I have always loved being exposed to new and different ways of living in the world. This lifestyle and the industry surrounding it are one I had never thought too much about. Seeing these ships on the water, all the activity in the bay and marina and then looking up specifics online gave me a glimpse of a life outside my normal realm.

Our world is amazing, filled with different economies, different peoples with different drives and lifestyles. The boat, sailboat, yacht and super yacht communities provide an industry of ship building, products, jobs, dock locations, storage, transportation and so much more. Because it is out of my sphere I recognize I see it through romantic eyes and have a sense of wonder, awe and appreciation around it. I imagine it can be a difficult life just like any other and as with anything, I know there are trade offs to being on the water. Though, for those that are not land dwellers, it is their home. They accept those trade offs and relish their floating vessels and the bodies of water they float on.

It would be my guess that many visiting the San Diego Marina district experience that same sense of awe. Perhaps like me, they leave with a piqued interest and perhaps a secret dream to be aboard one of these great vessels sailing the seas and exploring exotic locales. Or maybe the lure is just that it is such a different lifestyle than our own and a perception of wealth and the ever elusive easeful life. You know, the grass is always greener and the ocean bluer… In any case, I am grateful for these people, their yachts and the possibility of living a different life and the fact that someone is actually doing it!
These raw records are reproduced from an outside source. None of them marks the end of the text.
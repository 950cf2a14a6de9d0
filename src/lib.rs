//! Mockingbird
//!
//! A configuration-driven HTTP mock server. Mocks are declared in YAML,
//! validated once at startup and then matched against every incoming
//! request; the first matching mock answers with a literal body, a file or
//! a Handlebars template.
//!
//! # Features
//!
//! - **Path Patterns**: Literals, `{name}` variables, `*` wildcards and a trailing `**`
//! - **Request Matching**: Match by verb, path, header and query regexes
//! - **Dynamic Templates**: Handlebars bodies with request data and fake values
//! - **Reproducible Randomness**: One seeded stream shared by all templates
//! - **Latency Simulation**: Per-mock delays that only hold the delayed request
//! - **Request Log**: Every request recorded as a JSON line
//!
//! # Example Configuration
//!
//! ```yaml
//! mocks:
//!   - name: hello_world
//!     request:
//!       path: /hello
//!       verb: GET
//!     response:
//!       status: 200
//!       body: |
//!         world
//! ```

pub mod config;
pub mod error;
pub mod matcher;
pub mod mock;
pub mod path;
pub mod random;
pub mod request;
pub mod responder;
pub mod rules;
pub mod server;
pub mod template;

pub use config::MockServerConfig;
pub use error::{ConfigError, PathError};
pub use matcher::{find_match, MatchResult};
pub use mock::MockServer;
pub use random::RandomContext;
pub use request::InboundRequest;
pub use responder::ResolvedResponse;
pub use rules::{validate_rules, FsLoader, RuleSet};
pub use server::HttpServer;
Bravo!

A few weeks ago my husband and I headed out on a small vacation.  Mercury was retrograde, offering up delays and problems with our travel from the get go.  Between traffic issues getting to the airport and extremely long lines going through airport security, we arrived at the gate with minutes to spare, only to be told our seats had been given away.  This set in motion a day of stand by travel that was tiring and stressful.

Our first stop took us to Los Angeles International Airport. Upon arrival at LAX, I decided to use the lady’s room before we began the next leg of our stand by challenge.  There in the stall, sitting on top of the paper dispenser was a hard bound book.  I took the book outside with me and looked inside to see if the owner had her contact information listed.  It was there, along with her used boarding passes.  Los Angeles was her destination on this part of her journey and she had already left the airport. I left her a phone message and offered to send her the book upon my return home.  I also offered to read her the itinerary and phone numbers she had hand written on a sheet of paper, if she needed them. I could tell by her name, hand writing and information that she was an older lady and it seemed she had traveled to Los Angeles to attend a family wedding. I didn’t want her to stress over the loss of the book or information.
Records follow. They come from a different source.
//! Transport-neutral inbound request.

use bytes::Bytes;
use std::collections::HashMap;

/// An HTTP request as seen by the matcher and the responder.
///
/// Header names are stored lower-cased. Query and header values keep every
/// occurrence in arrival order.
#[derive(Debug, Clone, Default)]
pub struct InboundRequest {
    pub method: String,
    /// Decoded path, without query string
    pub path: String,
    pub query: HashMap<String, Vec<String>>,
    pub headers: HashMap<String, Vec<String>>,
    /// e.g. `HTTP/1.1`
    pub protocol: String,
    pub host: String,
    pub remote_addr: String,
    pub body: Bytes,
}

impl InboundRequest {
    /// Build a request from a method and a request target (`/path?query`).
    pub fn new(method: &str, target: &str) -> Self {
        let (path, query) = match target.split_once('?') {
            Some((path, query)) => (path, Some(query)),
            None => (target, None),
        };

        Self {
            method: method.to_string(),
            path: path.to_string(),
            query: parse_query_string(query.unwrap_or("")),
            protocol: "HTTP/1.1".to_string(),
            ..Default::default()
        }
    }

    /// Add a header value.
    pub fn with_header(mut self, name: &str, value: &str) -> Self {
        self.headers
            .entry(name.to_ascii_lowercase())
            .or_default()
            .push(value.to_string());
        self
    }

    pub fn with_body(mut self, body: impl Into<Bytes>) -> Self {
        self.body = body.into();
        self
    }

    /// First value of a header, by case-insensitive name.
    pub fn header(&self, name: &str) -> Option<&str> {
        self.header_values(name).first().map(String::as_str)
    }

    /// All values of a header, by case-insensitive name.
    pub fn header_values(&self, name: &str) -> &[String] {
        self.headers
            .get(&name.to_ascii_lowercase())
            .map(Vec::as_slice)
            .unwrap_or(&[])
    }

    /// All values of a query parameter.
    pub fn query_values(&self, key: &str) -> Option<&[String]> {
        self.query.get(key).map(Vec::as_slice)
    }

    /// Whether the content type announces a JSON body.
    pub fn is_json(&self) -> bool {
        self.header("content-type")
            .map(|ct| ct.to_ascii_lowercase().contains("json"))
            .unwrap_or(false)
    }

    /// Query values merged with an urlencoded form body.
    pub fn form(&self) -> HashMap<String, Vec<String>> {
        let mut form = self.query.clone();
        let is_form = self
            .header("content-type")
            .map(|ct| ct.to_ascii_lowercase().starts_with("application/x-www-form-urlencoded"))
            .unwrap_or(false);

        if is_form {
            if let Ok(body) = std::str::from_utf8(&self.body) {
                for (key, values) in parse_query_string(body) {
                    form.entry(key).or_default().extend(values);
                }
            }
        }
        form
    }
}

/// Parse a query string into key to values.
///
/// A bare key (`?flag`) yields an empty value.
pub fn parse_query_string(query: &str) -> HashMap<String, Vec<String>> {
    let mut params: HashMap<String, Vec<String>> = HashMap::new();

    for part in query.split('&') {
        if part.is_empty() {
            continue;
        }
        let (key, value) = part.split_once('=').unwrap_or((part, ""));
        params.entry(decode(key)).or_default().push(decode(value));
    }

    params
}

fn decode(s: &str) -> String {
    let spaced = s.replace('+', " ");
    match urlencoding::decode(&spaced) {
        Ok(decoded) => decoded.into_owned(),
        Err(_) => spaced,
    }
}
The book traveled with us and as our long day unfolded it was taken in and out of my carry on several times. It struck me that had we not been detoured at the beginning of our trip I would not have found the book.  I knew it was Kismet. Then it occurred to me to document the book’s journey, so when I did return it to the owner, I could include that story along with the book.

The following is the letter I sent along with the book to its owner:

Dear Ruth,

Enclosed is your book, “Heading Out to Wonderful.”  The title seems appropriate since you were heading out to a wonderful wedding in Los Angeles and my husband and I were heading out on a wonderful vacation to Santa Fe, New Mexico. Finding your book in the Los Angeles airport was fortuitous.  We were not supposed to be in Los Angeles that day at all, but circumstances threw our travel plans into disarray. Instead of a quick one stop flight from Sacramento to Albuquerque, we went on an all day, multi airport, multi flight, stand-by adventure that included finding your book.

I have no idea the subject matter of your book, but the title “Heading out to Wonderful” leads one to form optimistic conclusions of life’s journeys.  I can tell you heading out to wonderful and encountering it can be two different things. Life can give us twists and turns that takes us down different roads (or airports) and heads us out in different directions than our original destination or intent. Sometimes this is a great adventure, and other times only a detour that, for whatever reason slows us down and eats our time.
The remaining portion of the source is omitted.